При этом помимо главного, широкого, земного пути существует еще и узкий, тернистый – путь религиозного обращения, покаяния, представленный в картине «Слепота» Рышарда Бугайского. На первый взгляд она кажется какой-то фантасмагорией. 60-е годы. Героиня по имени Юлия Прайс (Мария Мамона) – элегантная дама за пятьдесят в костюмчике от «Шанель», с жемчужной ниткой на шее – приезжает в католический приют для слепых девочек, чтобы получить аудиенцию у кардинала – примаса Польши (он тут часто бывает). Аудиенция все время откладывается, дама вынужденно проводит время в монастыре, и выясняется по ходу, что в прошлом она – одна из самых беспощадных следователей польской госбезопасности, легендарная садистка по прозвищу Кровавая Луна. Вопрос, зачем она приехала, мучает зрителей на протяжении всей картины, пока его впрямую, ближе к концу, не задает кардинал. Героиня не может ответить. Тогда он отвечает сам: ей страшно.
«Слепота», режиссер Рышард Бугайский
Ее терзает тот жуткий, тошнотворный, метафизический страх, от которого не защитит никакая система, никакая идеология, никакая советская власть. Героине кажется, что, встретившись с церковным начальством, она сможет как-то договориться, убедить былого противника в своей правоте. И страх отступит. Но тщетно. Все, что кардинал может ей предложить, – полная капитуляция, обращение к Богу, в которого она не верит. К капитуляции героиня пока не готова, хотя и возится со слепыми девочками, рассказывает им сказки и даже находит в этом для себя какое-то утешение.
Признаюсь, когда я смотрела фильм с его сновидчески-заторможенным ритмом, бесконечным потоком видений, многозначительными диалогами и подчеркнутым символизмом деталей, мне казалось, что речь в картине о посмертных мытарствах души, уже пронзенной близостью к Богу, но нераскаявшейся. Потом я узнала, что героиня фильма – реальная тетка, известная польская сталинистка Юлия Бристиг, которая умерла в 1975 году ревностной католичкой. Но на момент действия фильма она еще жива и здорова, и то, что мы видим, – начало ее пути к вере, когда душа буквально рвется на части, то и дело выскальзывая за пределы посюсторонней реальности, проваливаясь в прижизненный ад.

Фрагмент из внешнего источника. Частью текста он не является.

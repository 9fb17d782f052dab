//! Postgres-backed listing repository.
//!
//! The fan-in decision runs inside one transaction holding a row-level
//! write lock on the listing, so concurrent completions for the same
//! listing serialize and exactly one of them can observe the final state
//! transition.

use async_trait::async_trait;
use sqlx::PgPool;
use sqlx::postgres::PgPoolOptions;
use tracing::{debug, instrument};

use super::{CompletedValidation, ListingRepository, RepositoryError};

/// Default connection pool size; one connection per in-flight transaction.
const DEFAULT_MAX_CONNECTIONS: u32 = 10;

/// Listing repository over a shared Postgres pool.
#[derive(Debug, Clone)]
pub struct PostgresListingRepository {
    pool: PgPool,
}

impl PostgresListingRepository {
    /// Wraps an existing pool.
    #[must_use]
    pub fn new(pool: PgPool) -> Self {
        Self { pool }
    }

    /// Connects a new pool to the given DSN.
    pub async fn connect(dsn: &str) -> Result<Self, RepositoryError> {
        let pool = PgPoolOptions::new()
            .max_connections(DEFAULT_MAX_CONNECTIONS)
            .connect(dsn)
            .await?;
        Ok(Self { pool })
    }

    /// Returns the underlying pool.
    #[must_use]
    pub fn pool(&self) -> &PgPool {
        &self.pool
    }
}

#[async_trait]
impl ListingRepository for PostgresListingRepository {
    #[instrument(skip(self, completion), fields(file_id = %completion.file_id, listing_id = %completion.listing_id))]
    async fn complete_file_validation(
        &self,
        completion: CompletedValidation,
    ) -> Result<bool, RepositoryError> {
        let mut tx = self.pool.begin().await?;

        // Serialize sibling completions for this listing.
        sqlx::query("SELECT 1 FROM listings WHERE id = $1 FOR UPDATE")
            .bind(&completion.listing_id)
            .execute(&mut *tx)
            .await?;

        for generated_key in &completion.generated_keys {
            sqlx::query(
                "INSERT INTO listing_files \
                 (id, listing_id, file_path, file_type, status, is_generated, source_file_id) \
                 VALUES ($1, $2, $3, 'IMAGE', 'VALID', TRUE, $4)",
            )
            .bind(uuid::Uuid::new_v4().to_string())
            .bind(&completion.listing_id)
            .bind(generated_key)
            .bind(&completion.file_id)
            .execute(&mut *tx)
            .await?;
        }

        let metadata = serde_json::Value::Object(completion.metadata.clone());

        if let Some(new_file_key) = &completion.new_file_key {
            // A rewritten key may be the listing thumbnail; keep it in sync.
            let is_thumbnail: Option<bool> = sqlx::query_scalar(
                "SELECT lf.file_path = l.thumbnail_path \
                 FROM listing_files lf JOIN listings l ON l.id = $1 \
                 WHERE lf.id = $2",
            )
            .bind(&completion.listing_id)
            .bind(&completion.file_id)
            .fetch_optional(&mut *tx)
            .await?
            .flatten();

            if is_thumbnail == Some(true) {
                sqlx::query("UPDATE listings SET thumbnail_path = $1 WHERE id = $2")
                    .bind(new_file_key)
                    .bind(&completion.listing_id)
                    .execute(&mut *tx)
                    .await?;
            }

            sqlx::query("UPDATE listing_files SET status = 'VALID', file_path = $1 WHERE id = $2")
                .bind(new_file_key)
                .bind(&completion.file_id)
                .execute(&mut *tx)
                .await?;
        } else if completion.file_warning.is_some() {
            sqlx::query(
                "UPDATE listing_files SET status = 'VALID', error_message = $1, \
                 metadata = COALESCE(metadata, '{}'::jsonb) || $2 WHERE id = $3",
            )
            .bind(&completion.file_warning)
            .bind(&metadata)
            .bind(&completion.file_id)
            .execute(&mut *tx)
            .await?;
        } else {
            sqlx::query(
                "UPDATE listing_files SET status = 'VALID', \
                 metadata = COALESCE(metadata, '{}'::jsonb) || $1 WHERE id = $2",
            )
            .bind(&metadata)
            .bind(&completion.file_id)
            .execute(&mut *tx)
            .await?;
        }

        let pending: i64 = sqlx::query_scalar(
            "SELECT count(*) FROM listing_files WHERE listing_id = $1 AND status = 'PENDING'",
        )
        .bind(&completion.listing_id)
        .fetch_one(&mut *tx)
        .await?;

        if pending > 0 {
            debug!(pending, "siblings still pending, listing stays open");
            tx.commit().await?;
            return Ok(false);
        }

        let failed: i64 = sqlx::query_scalar(
            "SELECT count(*) FROM listing_files \
             WHERE listing_id = $1 AND status IN ('FAILED', 'INVALID')",
        )
        .bind(&completion.listing_id)
        .fetch_one(&mut *tx)
        .await?;

        if failed > 0 {
            sqlx::query("UPDATE listings SET status = 'REJECTED' WHERE id = $1")
                .bind(&completion.listing_id)
                .execute(&mut *tx)
                .await?;
            tx.commit().await?;
            debug!(failed, "listing rejected");
            return Ok(false);
        }

        // The status guard makes activation idempotent under redelivery:
        // only the call that flips the row reports true.
        let activated = sqlx::query(
            "UPDATE listings SET status = 'ACTIVE' WHERE id = $1 AND status <> 'ACTIVE'",
        )
        .bind(&completion.listing_id)
        .execute(&mut *tx)
        .await?
        .rows_affected()
            > 0;

        tx.commit().await?;
        debug!(activated, "listing fan-in complete");
        Ok(activated)
    }

    #[instrument(skip(self, error))]
    async fn mark_file_invalid(&self, file_id: &str, error: &str) -> Result<(), RepositoryError> {
        sqlx::query("UPDATE listing_files SET status = 'INVALID', error_message = $1 WHERE id = $2")
            .bind(error)
            .bind(file_id)
            .execute(&self.pool)
            .await?;
        Ok(())
    }

    #[instrument(skip(self, error))]
    async fn mark_file_failed(&self, file_id: &str, error: &str) -> Result<(), RepositoryError> {
        sqlx::query("UPDATE listing_files SET status = 'FAILED', error_message = $1 WHERE id = $2")
            .bind(error)
            .bind(file_id)
            .execute(&self.pool)
            .await?;
        Ok(())
    }
}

«Смоленск», режиссер Антони Краузе
В душе человеческой есть все: жестокость, зверство, любовь, милосердие, святость... Почему побеждает одно, а не другое? И даже если побеждает самое черное, все еще можно переиграть? В конце героиня спрашивает у знакомой, устроившей ей аудиенцию: «Ты специально до встречи с примасом свела меня со слепым священником, которому на допросе сигаретами выжгли глаза?» «Нет, – отвечает присутствующий тут же священник, – это я попросил сестру свести меня с вами. Я хотел понять, как может нормальный человек вытворять то, что вы делали?» – «Ну и как? Вы поняли?» – «Нет...»

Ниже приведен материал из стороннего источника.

//! Image validators: header-based type detection, resolution limits, and
//! structural integrity.

use std::fs::File;
use std::io::Read;
use std::path::Path;

use image::ImageReader;
use tracing::{debug, info, warn};

use super::HEADER_SNIFF_LEN;
use crate::pipeline::{
    AssetContext, Metadata, ValidationErrorCode, ValidationPolicy, ValidationResult, Validator,
};

/// Identifies an image MIME type from its leading bytes.
///
/// Covers the formats the policy can allow plus GIF, so a disallowed-but-real
/// image reports a MIME mismatch rather than an unidentified file.
#[must_use]
pub fn detect_image_mime(head: &[u8]) -> Option<&'static str> {
    if head.starts_with(&[0xFF, 0xD8, 0xFF]) {
        return Some("image/jpeg");
    }
    if head.starts_with(&[0x89, b'P', b'N', b'G', 0x0D, 0x0A, 0x1A, 0x0A]) {
        return Some("image/png");
    }
    if head.len() >= 12 && head.starts_with(b"RIFF") && &head[8..12] == b"WEBP" {
        return Some("image/webp");
    }
    if head.starts_with(b"GIF87a") || head.starts_with(b"GIF89a") {
        return Some("image/gif");
    }
    None
}

/// Critical gate: is this actually an image of an allowed format?
///
/// Works from the first 2 KiB only, so corrupt or adversarial files are
/// rejected before any decoder touches them.
pub struct FileTypeValidator;

impl Validator for FileTypeValidator {
    fn name(&self) -> &'static str {
        "FileTypeValidator"
    }

    fn is_critical(&self) -> bool {
        true
    }

    fn validate(&self, context: &AssetContext, policy: &ValidationPolicy) -> ValidationResult {
        let path = context.file_path();
        if !path.exists() {
            return ValidationResult::invalid(
                self.name(),
                ValidationErrorCode::FileNotFound,
                format!("no such file: {}", path.display()),
            );
        }

        let head = match read_header(path) {
            Ok(head) => head,
            Err(e) => {
                return ValidationResult::invalid(
                    self.name(),
                    ValidationErrorCode::FileRead,
                    format!("cannot read file: {e}"),
                );
            }
        };

        let Some(detected) = detect_image_mime(&head) else {
            warn!(
                trace_id = context.trace_id(),
                file = %path.display(),
                "no known image signature in header"
            );
            return ValidationResult::invalid(
                self.name(),
                ValidationErrorCode::FileCorrupt,
                "could not identify file type",
            );
        };

        let mut metadata = Metadata::new();
        metadata.insert("mime".to_string(), detected.into());

        let allowed = policy.allowed_types_for(context.file_type_hint());
        if !allowed.iter().any(|m| m == detected) {
            info!(
                trace_id = context.trace_id(),
                mime = detected,
                "detected MIME not allowed by policy"
            );
            return ValidationResult::invalid(
                self.name(),
                ValidationErrorCode::MimeMismatch,
                format!("invalid MIME: {detected}"),
            )
            .with_metadata(metadata);
        }

        debug!(trace_id = context.trace_id(), mime = detected, "valid MIME type detected");
        ValidationResult::valid_with(self.name(), metadata)
    }
}

/// Checks image dimensions against policy limits.
///
/// Reads only the header, never pixel data. The decompression-bomb guard
/// runs first so an absurd pixel count is reported as an oversized file, not
/// as an oversized dimension.
pub struct ResolutionValidator;

impl Validator for ResolutionValidator {
    fn name(&self) -> &'static str {
        "ResolutionValidator"
    }

    fn validate(&self, context: &AssetContext, policy: &ValidationPolicy) -> ValidationResult {
        let dimensions = ImageReader::open(context.file_path())
            .and_then(|r| r.with_guessed_format())
            .map_err(|e| e.to_string())
            .and_then(|r| r.into_dimensions().map_err(|e| e.to_string()));

        let (width, height) = match dimensions {
            Ok(dims) => dims,
            Err(e) => {
                return ValidationResult::invalid(
                    self.name(),
                    ValidationErrorCode::FileCorrupt,
                    format!("could not read image dimensions: {e}"),
                );
            }
        };

        let (max_w, max_h) = policy.max_image_resolution;
        let mut metadata = Metadata::new();
        metadata.insert("width".to_string(), width.into());
        metadata.insert("height".to_string(), height.into());
        metadata.insert("max_allowed".to_string(), format!("{max_w}x{max_h}").into());

        let pixels = u64::from(width) * u64::from(height);
        if pixels > policy.max_image_pixels {
            info!(
                trace_id = context.trace_id(),
                pixels,
                limit = policy.max_image_pixels,
                "decompression bomb guard triggered"
            );
            return ValidationResult::invalid(
                self.name(),
                ValidationErrorCode::FileTooLarge,
                format!(
                    "image contains {pixels} pixels, exceeding the safety limit of {}",
                    policy.max_image_pixels
                ),
            )
            .with_metadata(metadata);
        }

        if width > max_w || height > max_h {
            info!(
                trace_id = context.trace_id(),
                width, height, "image dimensions exceed policy"
            );
            return ValidationResult::invalid(
                self.name(),
                ValidationErrorCode::DimensionTooLarge,
                format!("image resolution {width}x{height} exceeds limit of {max_w}x{max_h}"),
            )
            .with_metadata(metadata);
        }

        debug!(trace_id = context.trace_id(), width, height, "resolution validated");
        ValidationResult::valid_with(self.name(), metadata)
    }
}

/// Verifies the image decodes fully, catching truncation and structural
/// corruption. Decodes pixel data, so it belongs in the standard phase.
pub struct ImageIntegrityValidator;

impl Validator for ImageIntegrityValidator {
    fn name(&self) -> &'static str {
        "ImageIntegrityValidator"
    }

    fn validate(&self, context: &AssetContext, _policy: &ValidationPolicy) -> ValidationResult {
        let decoded = ImageReader::open(context.file_path())
            .and_then(|r| r.with_guessed_format())
            .map_err(|e| e.to_string())
            .and_then(|r| r.decode().map_err(|e| e.to_string()));

        match decoded {
            Ok(_) => {
                debug!(trace_id = context.trace_id(), "integrity check passed");
                ValidationResult::valid(self.name())
            }
            Err(e) => {
                warn!(trace_id = context.trace_id(), error = %e, "integrity check failed");
                ValidationResult::invalid(
                    self.name(),
                    ValidationErrorCode::FileCorrupt,
                    "image file is corrupt, truncated, or unreadable",
                )
            }
        }
    }
}

fn read_header(path: &Path) -> std::io::Result<Vec<u8>> {
    let mut file = File::open(path)?;
    let mut buf = vec![0u8; HEADER_SNIFF_LEN];
    let mut filled = 0;
    loop {
        let n = file.read(&mut buf[filled..])?;
        if n == 0 {
            break;
        }
        filled += n;
        if filled == buf.len() {
            break;
        }
    }
    buf.truncate(filled);
    Ok(buf)
}

#[cfg(test)]
#[allow(clippy::unwrap_used)]
mod tests {
    use std::io::Write;

    use image::{ImageFormat, RgbImage};
    use tempfile::TempDir;

    use super::*;

    fn write_jpeg(dir: &TempDir, name: &str, width: u32, height: u32) -> std::path::PathBuf {
        let path = dir.path().join(name);
        let img = RgbImage::from_pixel(width, height, image::Rgb([200, 30, 30]));
        img.save_with_format(&path, ImageFormat::Jpeg).unwrap();
        path
    }

    fn write_png(dir: &TempDir, name: &str, width: u32, height: u32) -> std::path::PathBuf {
        let path = dir.path().join(name);
        let img = RgbImage::from_pixel(width, height, image::Rgb([10, 200, 10]));
        img.save_with_format(&path, ImageFormat::Png).unwrap();
        path
    }

    fn image_ctx(path: &Path) -> AssetContext {
        AssetContext::new(path, "trace-test", "image")
    }

    #[test]
    fn test_detect_image_mime_signatures() {
        assert_eq!(detect_image_mime(&[0xFF, 0xD8, 0xFF, 0xE0]), Some("image/jpeg"));
        assert_eq!(
            detect_image_mime(&[0x89, b'P', b'N', b'G', 0x0D, 0x0A, 0x1A, 0x0A]),
            Some("image/png")
        );
        assert_eq!(detect_image_mime(b"RIFF\x00\x00\x00\x00WEBPVP8 "), Some("image/webp"));
        assert_eq!(detect_image_mime(b"GIF89a..."), Some("image/gif"));
        assert_eq!(detect_image_mime(b"plain text"), None);
    }

    #[test]
    fn test_file_type_validator_accepts_jpeg() {
        let dir = TempDir::new().unwrap();
        let path = write_jpeg(&dir, "ok.jpg", 32, 32);
        let result = FileTypeValidator.validate(&image_ctx(&path), &ValidationPolicy::default());
        assert!(result.is_valid, "{:?}", result.error_message);
        assert_eq!(
            result.metadata.get("mime").and_then(|v| v.as_str()),
            Some("image/jpeg")
        );
    }

    #[test]
    fn test_file_type_validator_rejects_text_named_jpg() {
        let dir = TempDir::new().unwrap();
        let path = dir.path().join("fake.jpg");
        std::fs::write(&path, b"definitely not an image").unwrap();
        let result = FileTypeValidator.validate(&image_ctx(&path), &ValidationPolicy::default());
        assert!(!result.is_valid);
        assert_eq!(result.error_code, Some(ValidationErrorCode::FileCorrupt));
    }

    #[test]
    fn test_file_type_validator_rejects_disallowed_format() {
        let dir = TempDir::new().unwrap();
        let path = dir.path().join("anim.gif");
        let mut file = File::create(&path).unwrap();
        file.write_all(b"GIF89a").unwrap();
        let result = FileTypeValidator.validate(&image_ctx(&path), &ValidationPolicy::default());
        assert!(!result.is_valid);
        assert_eq!(result.error_code, Some(ValidationErrorCode::MimeMismatch));
    }

    #[test]
    fn test_file_type_validator_missing_file() {
        let ctx = AssetContext::new("/no/such/file.jpg", "trace", "image");
        let result = FileTypeValidator.validate(&ctx, &ValidationPolicy::default());
        assert!(!result.is_valid);
        assert_eq!(result.error_code, Some(ValidationErrorCode::FileNotFound));
    }

    #[test]
    fn test_resolution_validator_within_limits() {
        let dir = TempDir::new().unwrap();
        let path = write_png(&dir, "small.png", 60, 30);
        let result = ResolutionValidator.validate(&image_ctx(&path), &ValidationPolicy::default());
        assert!(result.is_valid);
        assert_eq!(result.metadata.get("width").and_then(|v| v.as_u64()), Some(60));
        assert_eq!(result.metadata.get("height").and_then(|v| v.as_u64()), Some(30));
    }

    #[test]
    fn test_resolution_validator_dimension_too_large() {
        let dir = TempDir::new().unwrap();
        let path = write_png(&dir, "wide.png", 128, 16);
        let mut policy = ValidationPolicy::default();
        policy.max_image_resolution = (100, 100);
        let result = ResolutionValidator.validate(&image_ctx(&path), &policy);
        assert!(!result.is_valid);
        assert_eq!(result.error_code, Some(ValidationErrorCode::DimensionTooLarge));
    }

    #[test]
    fn test_resolution_validator_bomb_reports_file_too_large() {
        let dir = TempDir::new().unwrap();
        let path = write_png(&dir, "bomb.png", 300, 300);
        let mut policy = ValidationPolicy::default();
        // Force both limits below the image so the bomb guard must win.
        policy.max_image_pixels = 10_000;
        policy.max_image_resolution = (100, 100);
        let result = ResolutionValidator.validate(&image_ctx(&path), &policy);
        assert!(!result.is_valid);
        assert_eq!(
            result.error_code,
            Some(ValidationErrorCode::FileTooLarge),
            "bomb must classify as FILE_TOO_LARGE, not dimension or unknown"
        );
    }

    #[test]
    fn test_integrity_validator_accepts_valid_image() {
        let dir = TempDir::new().unwrap();
        let path = write_jpeg(&dir, "ok.jpg", 40, 40);
        let result =
            ImageIntegrityValidator.validate(&image_ctx(&path), &ValidationPolicy::default());
        assert!(result.is_valid);
    }

    #[test]
    fn test_integrity_validator_rejects_truncated_image() {
        let dir = TempDir::new().unwrap();
        let path = write_jpeg(&dir, "cut.jpg", 64, 64);
        let bytes = std::fs::read(&path).unwrap();
        std::fs::write(&path, &bytes[..bytes.len() / 2]).unwrap();
        let result =
            ImageIntegrityValidator.validate(&image_ctx(&path), &ValidationPolicy::default());
        assert!(!result.is_valid);
        assert_eq!(result.error_code, Some(ValidationErrorCode::FileCorrupt));
    }
}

Тайна добра и зла так и остается за пределами рационального понимания. Ни национальность, ни идеология, ни место службы, ни принадлежность/непринадлежность к системе сами по себе не делают человека ангелом или исчадием ада. Речь даже не идет о сознательном нравственном выборе. Есть просто разные уровни существования. Выживания, где правят инстинкты и куда целенаправленно спихивает человека тоталитарная власть. Уровень жизни, где возможно естественное раскрытие человечности. И есть сверхобыденный, мистический уровень, куда может взмыть вдруг от безысходной, невыносимой муки даже самая чудовищно запятнанная душа, – чтобы пережить метанойю. Что невозможно человеку, возможно Богу. Хотя всем нам хотелось бы, конечно, двигаться к Нему менее экстремальным путем.